--- EXTRACTED ENTRIES Enclosed Below ---

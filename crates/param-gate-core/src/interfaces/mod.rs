// crates/param-gate-core/src/interfaces/mod.rs
// ============================================================================
// Module: Param Gate Interfaces
// Description: Host-provided services consumed by the projection stage.
// Purpose: Keep locale and presentation concerns out of the pure evaluator.
// Dependencies: crate::core
// ============================================================================

//! ## Overview
//! Interfaces define how hosts inject context into the core without ambient
//! global state. The evaluator and resolvers never touch these; only
//! [`crate::runtime::effective_fields`] resolves presentation text through a
//! caller-supplied [`TextResolver`].

// ============================================================================
// SECTION: Imports
// ============================================================================

use crate::core::I18nText;

// ============================================================================
// SECTION: Text Resolution
// ============================================================================

/// Resolves localized presentation text to a single string.
pub trait TextResolver {
    /// Returns the text to display, or `None` when nothing fits.
    fn resolve<'a>(&self, text: &'a I18nText) -> Option<&'a str>;
}

/// Locale lookup with a fallback chain.
///
/// Tries the requested locale, then the fallback locale, then the first
/// available translation.
#[derive(Debug, Clone, PartialEq, Eq)]
pub struct LocaleResolver {
    /// Requested locale.
    locale: String,
    /// Locale used when the requested one is missing.
    fallback: String,
}

impl LocaleResolver {
    /// Default fallback locale.
    pub const DEFAULT_FALLBACK: &'static str = "en_US";

    /// Creates a resolver for `locale` with an explicit fallback.
    #[must_use]
    pub fn new(locale: impl Into<String>, fallback: impl Into<String>) -> Self {
        Self {
            locale: locale.into(),
            fallback: fallback.into(),
        }
    }

    /// Returns the requested locale.
    #[must_use]
    pub fn locale(&self) -> &str {
        &self.locale
    }
}

impl Default for LocaleResolver {
    fn default() -> Self {
        Self::new(Self::DEFAULT_FALLBACK, Self::DEFAULT_FALLBACK)
    }
}

impl TextResolver for LocaleResolver {
    fn resolve<'a>(&self, text: &'a I18nText) -> Option<&'a str> {
        text.get(&self.locale).or_else(|| text.get(&self.fallback)).or_else(|| text.first())
    }
}
// crates/param-gate-cli/src/authoring.rs
// ============================================================================
// Module: Authoring Formats
// Description: Schema and value-tree parsing for JSON, YAML, and RON inputs.
// Purpose: Turn authored files into core types through one JSON value model.
// Dependencies: param-gate-core, ron, serde_json, serde_yaml, thiserror
// ============================================================================

//! ## Overview
//! Every authoring format is first parsed into a [`serde_json::Value`] and only
//! then deserialized into core types, so JSON, YAML, and RON inputs share a
//! single deserialization path and identical canonical fingerprints.
//! Security posture: authoring inputs are untrusted; callers bound their size
//! before parsing.

// ============================================================================
// SECTION: Imports
// ============================================================================

use std::fmt;
use std::path::Path;

use param_gate_core::ParameterNode;
use param_gate_core::ValueTree;
use serde_json::Value;
use thiserror::Error;

// ============================================================================
// SECTION: Authoring Formats
// ============================================================================

/// Supported authoring formats for schemas and value trees.
#[derive(Debug, Clone, Copy, PartialEq, Eq)]
pub enum AuthoringFormat {
    /// JSON, the canonical format.
    Json,
    /// YAML authoring format.
    Yaml,
    /// RON authoring format.
    Ron,
}

impl AuthoringFormat {
    /// Returns the lowercase label for the format.
    #[must_use]
    pub const fn label(self) -> &'static str {
        match self {
            Self::Json => "json",
            Self::Yaml => "yaml",
            Self::Ron => "ron",
        }
    }

    /// Parses a format from a file extension.
    #[must_use]
    pub fn from_extension(extension: &str) -> Option<Self> {
        match extension.to_ascii_lowercase().as_str() {
            "json" => Some(Self::Json),
            "yaml" | "yml" => Some(Self::Yaml),
            "ron" => Some(Self::Ron),
            _ => None,
        }
    }
}

impl fmt::Display for AuthoringFormat {
    fn fmt(&self, formatter: &mut fmt::Formatter<'_>) -> fmt::Result {
        formatter.write_str(self.label())
    }
}

// ============================================================================
// SECTION: Errors
// ============================================================================

/// Errors raised while loading authoring inputs.
#[derive(Debug, Error)]
pub enum AuthoringError {
    /// Failed to parse the authoring input.
    #[error("failed to parse {format} input: {error}")]
    Parse {
        /// Format that failed to parse.
        format: AuthoringFormat,
        /// Underlying parse error message.
        error: String,
    },
    /// Parsed input does not describe a parameter schema.
    #[error("failed to deserialize schema: {error}")]
    Schema {
        /// Deserialization error details.
        error: String,
    },
    /// Value trees must be objects at the root.
    #[error("value tree root must be an object, found {found}")]
    ValuesRoot {
        /// JSON type found at the root.
        found: &'static str,
    },
}

// ============================================================================
// SECTION: Public API
// ============================================================================

/// Detects the authoring format from a file path.
#[must_use]
pub fn detect_format(path: &Path) -> Option<AuthoringFormat> {
    path.extension()
        .and_then(|extension| extension.to_str())
        .and_then(AuthoringFormat::from_extension)
}

/// Parses authoring input into a JSON value.
///
/// # Errors
///
/// Returns [`AuthoringError::Parse`] when the input is malformed.
pub fn parse_value(input: &str, format: AuthoringFormat) -> Result<Value, AuthoringError> {
    let parse_error = |error: String| AuthoringError::Parse {
        format,
        error,
    };
    match format {
        AuthoringFormat::Json => {
            serde_json::from_str(input).map_err(|err| parse_error(err.to_string()))
        }
        AuthoringFormat::Yaml => {
            serde_yaml::from_str(input).map_err(|err| parse_error(err.to_string()))
        }
        AuthoringFormat::Ron => ron::from_str(input).map_err(|err| parse_error(err.to_string())),
    }
}

/// Parses an authored parameter schema.
///
/// The result is structurally typed but not validated; run it through the
/// core validator before use.
///
/// # Errors
///
/// Returns [`AuthoringError`] when parsing or deserialization fails.
pub fn parse_schema(
    input: &str,
    format: AuthoringFormat,
) -> Result<ParameterNode, AuthoringError> {
    let value = parse_value(input, format)?;
    serde_json::from_value(value).map_err(|err| AuthoringError::Schema {
        error: err.to_string(),
    })
}

/// Parses an authored value tree.
///
/// # Errors
///
/// Returns [`AuthoringError`] when parsing fails or the root is not an object.
pub fn parse_values(input: &str, format: AuthoringFormat) -> Result<ValueTree, AuthoringError> {
    let value = parse_value(input, format)?;
    if !value.is_object() {
        return Err(AuthoringError::ValuesRoot {
            found: json_type_label(&value),
        });
    }
    Ok(ValueTree::new(value))
}

// ============================================================================
// SECTION: Helpers
// ============================================================================

/// Returns the JSON type name of a value.
const fn json_type_label(value: &Value) -> &'static str {
    match value {
        Value::Null => "null",
        Value::Bool(_) => "boolean",
        Value::Number(_) => "number",
        Value::String(_) => "string",
        Value::Array(_) => "array",
        Value::Object(_) => "object",
    }
}
// crates/param-gate-cli/src/main_tests.rs
// ============================================================================
// Module: CLI Main Helpers Tests
// Description: Unit tests for argument parsing and bounded input helpers.
// Purpose: Ensure CLI inputs fail closed and flags map onto core options.
// Dependencies: param-gate-cli main helpers, tempfile
// ============================================================================

//! ## Overview
//! Validates bounded reads, format detection, locale selection, and the
//! mapping from CLI flags to submission options.
//!
//! Security posture: CLI inputs are untrusted; size limits must fail closed.

#![allow(
    clippy::panic,
    clippy::print_stdout,
    clippy::print_stderr,
    clippy::unwrap_used,
    clippy::expect_used,
    clippy::use_debug,
    clippy::dbg_macro,
    clippy::panic_in_result_fn,
    clippy::unwrap_in_result,
    reason = "Test-only output and panic-based assertions are permitted."
)]

// ============================================================================
// SECTION: Imports
// ============================================================================

use std::fs;
use std::path::Path;

use clap::CommandFactory;
use clap::Parser;
use param_gate_cli::authoring::AuthoringFormat;
use param_gate_cli::i18n::Locale;
use param_gate_config::ParamGateConfig;
use tempfile::TempDir;

use super::Cli;
use super::Commands;
use super::LangArg;
use super::QueryCommand;
use super::ReadLimitError;
use super::SchemaCommand;
use super::parse_expression_json;
use super::read_bytes_with_limit;
use super::read_text_input;
use super::resolve_authoring_format;
use super::resolve_locale;
use super::submission_options;

// ============================================================================
// SECTION: Argument Parsing
// ============================================================================

#[test]
fn command_definition_is_consistent() {
    Cli::command().debug_assert();
}

#[test]
fn schema_validate_parses_positional_schema() {
    let cli = Cli::try_parse_from(["param-gate", "schema", "validate", "form.yaml"]).unwrap();
    match cli.command {
        Some(Commands::Schema {
            command: SchemaCommand::Validate(args),
        }) => assert_eq!(args.schema, Path::new("form.yaml")),
        other => panic!("unexpected command: {other:?}"),
    }
}

#[test]
fn global_flags_follow_subcommands() {
    let cli = Cli::try_parse_from([
        "param-gate",
        "query",
        "eval",
        "--expr",
        "{\"a\":1}",
        "--values",
        "values.json",
        "--explain",
        "--format",
        "ron",
        "--lang",
        "ca",
    ])
    .unwrap();
    assert!(cli.format.is_some());
    assert!(matches!(cli.lang, Some(LangArg::Ca)));
    match cli.command {
        Some(Commands::Query {
            command: QueryCommand::Eval(command),
        }) => {
            assert!(command.explain);
            assert_eq!(command.expr, "{\"a\":1}");
        }
        other => panic!("unexpected command: {other:?}"),
    }
}

#[test]
fn resolve_requires_values() {
    assert!(Cli::try_parse_from(["param-gate", "resolve", "form.json"]).is_err());
}

// ============================================================================
// SECTION: Bounded Reads
// ============================================================================

#[test]
fn read_bytes_with_limit_allows_small_file() {
    let dir = TempDir::new().unwrap();
    let path = dir.path().join("small.json");
    fs::write(&path, b"{}").unwrap();
    let bytes = read_bytes_with_limit(&path, 16).unwrap();
    assert_eq!(bytes, b"{}");
}

#[test]
fn read_bytes_with_limit_rejects_large_file() {
    let dir = TempDir::new().unwrap();
    let path = dir.path().join("large.json");
    fs::write(&path, vec![b' '; 32]).unwrap();
    match read_bytes_with_limit(&path, 16) {
        Err(ReadLimitError::TooLarge {
            size,
            limit,
        }) => {
            assert_eq!(size, 32);
            assert_eq!(limit, 16);
        }
        other => panic!("expected size rejection, got {other:?}"),
    }
}

#[test]
fn read_bytes_with_limit_reports_missing_files() {
    let dir = TempDir::new().unwrap();
    let result = read_bytes_with_limit(&dir.path().join("absent.json"), 16);
    assert!(matches!(result, Err(ReadLimitError::Io(_))));
}

#[test]
fn read_text_input_rejects_invalid_utf8() {
    let dir = TempDir::new().unwrap();
    let path = dir.path().join("values.json");
    fs::write(&path, [0xff_u8, 0xfe]).unwrap();
    let err = read_text_input(&path, "value tree", 16).unwrap_err();
    assert!(err.to_string().contains("UTF-8"), "{err}");
}

// ============================================================================
// SECTION: Helpers
// ============================================================================

#[test]
fn authoring_format_prefers_override() {
    let format = resolve_authoring_format(Path::new("form.json"), Some(AuthoringFormat::Ron));
    assert_eq!(format.unwrap(), AuthoringFormat::Ron);
    let detected = resolve_authoring_format(Path::new("form.YML"), None);
    assert_eq!(detected.unwrap(), AuthoringFormat::Yaml);
    assert!(resolve_authoring_format(Path::new("form.txt"), None).is_err());
}

#[test]
fn locale_prefers_flag_over_environment() {
    assert_eq!(resolve_locale(Some(LangArg::Ca), Some("en")).unwrap(), Locale::Ca);
    assert_eq!(resolve_locale(None, Some("ca_ES")).unwrap(), Locale::Ca);
    assert_eq!(resolve_locale(None, None).unwrap(), Locale::En);
    let err = resolve_locale(None, Some("de")).unwrap_err();
    assert!(err.to_string().contains("PARAM_GATE_LANG"), "{err}");
}

#[test]
fn defaults_need_config_and_flag() {
    let mut config = ParamGateConfig::default();
    assert!(submission_options(&config, false).apply_defaults);
    assert!(!submission_options(&config, true).apply_defaults);
    config.render.apply_defaults = false;
    assert!(!submission_options(&config, false).apply_defaults);
}

#[test]
fn inline_expressions_are_bounded_and_parsed() {
    assert!(parse_expression_json("{\"a\":{\"$gt\":1}}", 64).unwrap().is_object());
    assert!(parse_expression_json("{\"a\":", 64).is_err());
    let err = parse_expression_json("{\"a\":1}", 4).unwrap_err();
    assert!(err.to_string().contains("limit 4"), "{err}");
}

--- End of Enclosed EXTRACTED ENTRIES ---

ASSIGNMENT »
Restate word for word only the lines above from the line containing "SECTION: Text Resolution" to the line containing "when nothing fits.", both of them included.

EXERCISE RESULT »
// SECTION: Text Resolution
// ============================================================================

/// Resolves localized presentation text to a single string.
pub trait TextResolver {
    /// Returns the text to display, or `None` when nothing fits.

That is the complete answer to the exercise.